» Requirement
Reading the records below, find how many lines include the word "Result" and give that number alone.
BEGIN Data for analysis
// One class's binary patch record.
//
// Wire layout (big-endian, java.io.DataOutput style):
//
//   UTF      obfuscated binary name           e.g. "a/b"
//   UTF      source dotted name               e.g. "a.b"
//   UTF      target dotted name               e.g. "net.minecraft.Foo"
//   bool     exists in baseline
//   i32      Adler-32 of baseline bytes       only if exists
//   i32      delta length
//   [u8]     GDIFF delta

use super::RecordError;
use super::data_io::{DataReader, write_bool, write_i32, write_utf};

/// Reconstructable difference for one class.
#[derive(Debug, Clone, PartialEq, Eq)]
pub struct BinPatch {
    /// Obfuscated binary name (`/` separated).
    pub obf_name: String,
    /// Obfuscated name in dotted form.
    pub source_name: String,
    /// Target-space name in dotted form.
    pub target_name: String,
    /// Adler-32 of the baseline class; `None` when the class is new.
    pub checksum: Option<u32>,
    /// GDIFF stream rebuilding the patched class.
    pub delta: Vec<u8>,
}

impl BinPatch {
    /// Whether the class was present in the baseline archive.
    pub fn exists_in_baseline(&self) -> bool {
        self.checksum.is_some()
    }

    /// Serialise to the record wire format.
    pub fn to_bytes(&self) -> Result<Vec<u8>, RecordError> {
        let mut out = Vec::with_capacity(self.delta.len() + 64);
        write_utf(&mut out, &self.obf_name)?;
        write_utf(&mut out, &self.source_name)?;
        write_utf(&mut out, &self.target_name)?;
        write_bool(&mut out, self.exists_in_baseline());
        if let Some(sum) = self.checksum {
            write_i32(&mut out, sum as i32);
        }
        let len = i32::try_from(self.delta.len()).map_err(|_| RecordError::DeltaTooLarge {
            len: self.delta.len(),
        })?;
        write_i32(&mut out, len);
        out.extend_from_slice(&self.delta);
        Ok(out)
    }

    /// Parse a record. Trailing bytes after the delta are rejected.
    pub fn from_bytes(buf: &[u8]) -> Result<Self, RecordError> {
        let mut r = DataReader::new(buf);
        let obf_name = r.read_utf("obfuscated name")?;
        let source_name = r.read_utf("source name")?;
        let target_name = r.read_utf("target name")?;
        let checksum = if r.read_bool("exists flag")? {
            Some(r.read_i32("checksum")? as u32)
        } else {
            None
        };
        let len = r.read_i32("delta length")?;
        let len = usize::try_from(len).map_err(|_| RecordError::NegativeLength(len))?;
        let delta = r.read_bytes(len, "delta")?.to_vec();
        if r.remaining() != 0 {
            return Err(RecordError::TrailingBytes {
                count: r.remaining(),
            });
        }
        Ok(Self {
            obf_name,
            source_name,
            target_name,
            checksum,
            delta,
        })
    }
}

#[cfg(test)]
mod tests {
    use super::*;

    fn record(checksum: Option<u32>) -> BinPatch {
        BinPatch {
            obf_name: "a/b".into(),
            source_name: "a.b".into(),
            target_name: "net.minecraft.Foo".into(),
            checksum,
            delta: vec![0xD1, 0xFF, 0xD1, 0xFF, 0x04, 0x00],
        }
    }

    #[test]
    fn existing_class_layout() {
        let bytes = record(Some(0x8000_0001)).to_bytes().unwrap();
        let mut expected = vec![0x00, 0x03, b'a', b'/', b'b'];
        expected.extend_from_slice(&[0x00, 0x03, b'a', b'.', b'b']);
        expected.extend_from_slice(&[0x00, 0x11]);
        expected.extend_from_slice(b"net.minecraft.Foo");
        expected.push(0x01);
        expected.extend_from_slice(&[0x80, 0x00, 0x00, 0x01]);
        expected.extend_from_slice(&[0x00, 0x00, 0x00, 0x06]);
        expected.extend_from_slice(&[0xD1, 0xFF, 0xD1, 0xFF, 0x04, 0x00]);
        assert_eq!(bytes, expected);
    }

    #[test]
    fn round_trip_with_and_without_checksum() {
        for checksum in [Some(0xDEAD_BEEF), None] {
            let patch = record(checksum);
            let parsed = BinPatch::from_bytes(&patch.to_bytes().unwrap()).unwrap();
            assert_eq!(parsed, patch);
            assert_eq!(parsed.exists_in_baseline(), checksum.is_some());
        }
    }

    #[test]
    fn new_class_omits_checksum() {
        let with = record(Some(1)).to_bytes().unwrap();
        let without = record(None).to_bytes().unwrap();
        assert_eq!(with.len(), without.len() + 4);
    }

    #[test]
    fn truncated_delta_rejected() {
        let mut bytes = record(None).to_bytes().unwrap();
        bytes.pop();
        assert!(matches!(
            BinPatch::from_bytes(&bytes),
            Err(RecordError::Truncated { what: "delta", .. })
        ));
    }

    #[test]
    fn trailing_bytes_rejected() {
        let mut bytes = record(None).to_bytes().unwrap();
        bytes.push(0);
        assert!(matches!(
            BinPatch::from_bytes(&bytes),
            Err(RecordError::TrailingBytes { count: 1 })
        ));
    }

    #[test]
    fn negative_length_rejected() {
        let mut bytes = Vec::new();
        for s in ["a", "a", "A"] {
            write_utf(&mut bytes, s).unwrap();
        }
        write_bool(&mut bytes, false);
        write_i32(&mut bytes, -5);
        assert!(matches!(
            BinPatch::from_bytes(&bytes),
            Err(RecordError::NegativeLength(-5))
        ));
    }
}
END Data for analysis
» Answer to the exercise
2